## [Problem description]
Using the data below, gather each line that includes the word "ToBeConfirmed".

## [Data records]
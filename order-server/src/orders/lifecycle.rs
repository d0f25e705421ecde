//! Order lifecycle state machine.
//!
//! Every operation is one logical transaction: read the current row,
//! compute the full next row, commit through the store's conditional
//! whole-row update. Two transitions racing on the same order resolve
//! at the commit: the loser observes a version conflict and surfaces
//! `ConcurrentModification`.
//!
//! Refund compensation is idempotent in intent: the gateway is invoked
//! only by the caller whose Paid→Refunded row update actually
//! committed, so racing cancellation paths trigger at most one
//! external refund.

use std::sync::Arc;

use rust_decimal::Decimal;

use crate::core::{OrderError, OrderResult};
use crate::gateway::{
    GeoDistanceService, NotificationEvent, Notifier, PaymentGateway, PaymentTicket,
};
use crate::store::{AddressBookStore, CartStore, OrderStore};
use shared::order::{
    CANCEL_REASON_USER, CartItem, Order, OrderItem, OrderStatus, PayStatus,
};
use shared::util::{next_order_number, now_millis};

/// Counts of in-flight orders per merchant-facing state.
#[derive(Debug, Clone, serde::Serialize)]
pub struct OrderStatistics {
    pub to_be_confirmed: u64,
    pub confirmed: u64,
    pub delivery_in_progress: u64,
}

pub struct OrderLifecycle {
    orders: Arc<dyn OrderStore>,
    carts: Arc<dyn CartStore>,
    addresses: Arc<dyn AddressBookStore>,
    payments: Arc<dyn PaymentGateway>,
    geo: Arc<dyn GeoDistanceService>,
    notifier: Arc<dyn Notifier>,
    /// Fixed delivery origin.
    shop_address: String,
    /// Ceiling on the planned route distance.
    max_delivery_distance_m: u32,
}

impl OrderLifecycle {
    #[allow(clippy::too_many_arguments)]
    pub fn new(
        orders: Arc<dyn OrderStore>,
        carts: Arc<dyn CartStore>,
        addresses: Arc<dyn AddressBookStore>,
        payments: Arc<dyn PaymentGateway>,
        geo: Arc<dyn GeoDistanceService>,
        notifier: Arc<dyn Notifier>,
        shop_address: impl Into<String>,
        max_delivery_distance_m: u32,
    ) -> Self {
        Self {
            orders,
            carts,
            addresses,
            payments,
            geo,
            notifier,
            shop_address: shop_address.into(),
            max_delivery_distance_m,
        }
    }

    // =========================================================================
    // Submission
    // =========================================================================

    /// Submit an order from the user's current cart.
    ///
    /// The order row, its detail rows and the cart clearing commit as
    /// one unit through the store. Address and contact fields are
    /// copied out of the address book, never referenced live.
    pub async fn submit(&self, user_id: i64, address_book_id: i64) -> OrderResult<Order> {
        let address = self
            .addresses
            .get(address_book_id)
            .await?
            .ok_or(OrderError::AddressNotFound)?;

        let cart = self.carts.list_by_user(user_id).await?;
        if cart.is_empty() {
            return Err(OrderError::EmptyCart);
        }

        let distance = self
            .geo
            .distance_between(&self.shop_address, &address.detail)
            .await
            .map_err(|e| OrderError::DeliveryPlanningFailed(e.to_string()))?;
        if distance > self.max_delivery_distance_m {
            return Err(OrderError::OutOfDeliveryRange(distance));
        }

        let amount: Decimal = cart
            .iter()
            .map(|row| row.amount * Decimal::from(row.quantity))
            .sum();

        let order = Order {
            id: 0, // assigned by the store
            number: next_order_number(),
            user_id,
            address_book_id,
            status: OrderStatus::PendingPayment,
            pay_status: PayStatus::Unpaid,
            amount,
            consignee: address.consignee.clone(),
            phone: address.phone.clone(),
            address: address.detail.clone(),
            order_time: now_millis(),
            checkout_time: None,
            cancel_time: None,
            delivery_time: None,
            cancel_reason: None,
            rejection_reason: None,
            version: 0,
        };

        let items: Vec<OrderItem> = cart.iter().map(|row| OrderItem::from_cart(row, 0)).collect();

        let stored = self.orders.submit(order, items).await?;
        tracing::info!(
            order_id = stored.id,
            number = %stored.number,
            user_id,
            amount = %stored.amount,
            distance,
            "Order submitted"
        );
        Ok(stored)
    }

    // =========================================================================
    // Payment
    // =========================================================================

    /// Ask the payment gateway for a prepay ticket.
    pub async fn request_payment(
        &self,
        order_number: &str,
        payer_ref: &str,
    ) -> OrderResult<PaymentTicket> {
        let order = self.get_by_number(order_number).await?;
        if order.pay_status != PayStatus::Unpaid {
            return Err(OrderError::AlreadyPaid);
        }

        self.payments
            .pay(&order.number, order.amount, "delivery order", payer_ref)
            .await
            .map_err(|e| OrderError::Gateway(e.to_string()))
    }

    /// Settle a successful payment reported by the gateway.
    ///
    /// Transitions Unpaid→Paid and PendingPayment→ToBeConfirmed,
    /// stamping the checkout time, then notifies the merchant side.
    /// Notification is best-effort: a failure is logged, never rolled
    /// back into the transition.
    pub async fn mark_paid(&self, order_number: &str) -> OrderResult<Order> {
        let order = self.get_by_number(order_number).await?;
        if order.status != OrderStatus::PendingPayment || order.pay_status != PayStatus::Unpaid {
            return Err(OrderError::AlreadyPaid);
        }

        let mut next = order;
        next.status = OrderStatus::ToBeConfirmed;
        next.pay_status = PayStatus::Paid;
        next.checkout_time = Some(now_millis());

        let committed = self.orders.update(&next).await?;
        tracing::info!(order_id = committed.id, number = %committed.number, "Order paid");

        let event = NotificationEvent::new_order(committed.id, &committed.number);
        if let Err(e) = self.notifier.broadcast(event) {
            tracing::warn!(order_id = committed.id, error = %e, "New-order notification dropped");
        }

        Ok(committed)
    }

    // =========================================================================
    // Cancellation paths
    // =========================================================================

    /// User-initiated cancellation, allowed while rank <= 2.
    pub async fn cancel_by_user(&self, order_id: i64) -> OrderResult<Order> {
        let order = self.get(order_id).await?;
        if !order.status.is_cancellable() {
            return Err(OrderError::NotCancellable);
        }

        self.cancel_with(order, |next| {
            next.cancel_reason = Some(CANCEL_REASON_USER.to_string());
        })
        .await
    }

    /// Merchant rejection, only while the order awaits acceptance.
    pub async fn reject(&self, order_id: i64, reason: &str) -> OrderResult<Order> {
        let order = self.get(order_id).await?;
        if order.status != OrderStatus::ToBeConfirmed {
            return Err(OrderError::InvalidStateTransition(format!(
                "reject requires TO_BE_CONFIRMED, order {} is {}",
                order.id, order.status
            )));
        }

        let reason = reason.to_string();
        self.cancel_with(order, move |next| {
            next.rejection_reason = Some(reason);
        })
        .await
    }

    /// Merchant-side cancellation; no precondition beyond existence
    /// and terminal immutability.
    pub async fn merchant_cancel(&self, order_id: i64, reason: &str) -> OrderResult<Order> {
        let order = self.get(order_id).await?;
        if order.status.is_terminal() {
            return Err(OrderError::InvalidStateTransition(format!(
                "order {} is already {}",
                order.id, order.status
            )));
        }

        let reason = reason.to_string();
        self.cancel_with(order, move |next| {
            next.cancel_reason = Some(reason);
        })
        .await
    }

    /// Shared cancellation tail: flip Paid→Refunded and cancel in one
    /// row update, then run the refund compensation only if that
    /// update won. Losing a race surfaces `ConcurrentModification`
    /// before any gateway call.
    async fn cancel_with<F>(&self, order: Order, annotate: F) -> OrderResult<Order>
    where
        F: FnOnce(&mut Order),
    {
        let mut next = order;
        let needs_refund = next.pay_status == PayStatus::Paid;
        if needs_refund {
            next.pay_status = PayStatus::Refunded;
        }
        next.status = OrderStatus::Cancelled;
        next.cancel_time = Some(now_millis());
        annotate(&mut next);

        let committed = self.orders.update(&next).await?;
        tracing::info!(
            order_id = committed.id,
            number = %committed.number,
            refunded = needs_refund,
            "Order cancelled"
        );

        if needs_refund {
            // Refund number mirrors the order number, as upstream
            // settlement reconciles per order.
            self.payments
                .refund(
                    &committed.number,
                    &committed.number,
                    committed.amount,
                    committed.amount,
                )
                .await
                .map_err(|e| OrderError::Gateway(e.to_string()))?;
        }

        Ok(committed)
    }

    // =========================================================================
    // Fulfilment
    // =========================================================================

    /// Merchant accepts the order. Permissive on prior state but never
    /// rank-decreasing: allowed up to CONFIRMED itself, refused once
    /// delivery has started or the order is terminal.
    pub async fn confirm(&self, order_id: i64) -> OrderResult<Order> {
        let order = self.get(order_id).await?;
        if order.status.rank() > OrderStatus::Confirmed.rank() {
            return Err(OrderError::InvalidStateTransition(format!(
                "confirm not allowed once order {} is {}",
                order.id, order.status
            )));
        }

        let mut next = order;
        next.status = OrderStatus::Confirmed;
        Ok(self.orders.update(&next).await?)
    }

    /// Hand the order to a rider.
    pub async fn deliver(&self, order_id: i64) -> OrderResult<Order> {
        let order = self.get(order_id).await?;
        if order.status != OrderStatus::Confirmed {
            return Err(OrderError::InvalidStateTransition(format!(
                "deliver requires CONFIRMED, order {} is {}",
                order.id, order.status
            )));
        }

        let mut next = order;
        next.status = OrderStatus::DeliveryInProgress;
        Ok(self.orders.update(&next).await?)
    }

    /// Close out a delivered order.
    pub async fn complete(&self, order_id: i64) -> OrderResult<Order> {
        let order = self.get(order_id).await?;
        if order.status != OrderStatus::DeliveryInProgress {
            return Err(OrderError::InvalidStateTransition(format!(
                "complete requires DELIVERY_IN_PROGRESS, order {} is {}",
                order.id, order.status
            )));
        }

        let mut next = order;
        next.status = OrderStatus::Completed;
        next.delivery_time = Some(now_millis());
        Ok(self.orders.update(&next).await?)
    }

    // =========================================================================
    // Reads and conveniences
    // =========================================================================

    /// Re-materialize an order's details as fresh cart rows for the
    /// user. Pure side effect on the cart; the source order is never
    /// touched.
    pub async fn repeat(&self, order_id: i64, user_id: i64) -> OrderResult<()> {
        let _ = self.get(order_id).await?;
        let items = self.orders.items_of(order_id).await?;

        let now = now_millis();
        let rows: Vec<CartItem> = items
            .iter()
            .map(|item| CartItem::from_order_item(item, user_id, now))
            .collect();

        self.carts.insert_batch(rows).await?;
        Ok(())
    }

    /// An order together with its detail rows.
    pub async fn details(&self, order_id: i64) -> OrderResult<(Order, Vec<OrderItem>)> {
        let order = self.get(order_id).await?;
        let items = self.orders.items_of(order_id).await?;
        Ok((order, items))
    }

    /// Merchant dashboard counts.
    pub async fn statistics(&self) -> OrderResult<OrderStatistics> {
        Ok(OrderStatistics {
            to_be_confirmed: self
                .orders
                .count_by_status(OrderStatus::ToBeConfirmed)
                .await?,
            confirmed: self.orders.count_by_status(OrderStatus::Confirmed).await?,
            delivery_in_progress: self
                .orders
                .count_by_status(OrderStatus::DeliveryInProgress)
                .await?,
        })
    }

    async fn get(&self, order_id: i64) -> OrderResult<Order> {
        self.orders
            .get(order_id)
            .await?
            .ok_or_else(|| OrderError::OrderNotFound(order_id.to_string()))
    }

    async fn get_by_number(&self, number: &str) -> OrderResult<Order> {
        self.orders
            .get_by_number(number)
            .await?
            .ok_or_else(|| OrderError::OrderNotFound(number.to_string()))
    }
}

## [Result of this task]
    /// Transitions Unpaid→Paid and PendingPayment→ToBeConfirmed,
        next.status = OrderStatus::ToBeConfirmed;
        if order.status != OrderStatus::ToBeConfirmed {
                .count_by_status(OrderStatus::ToBeConfirmed)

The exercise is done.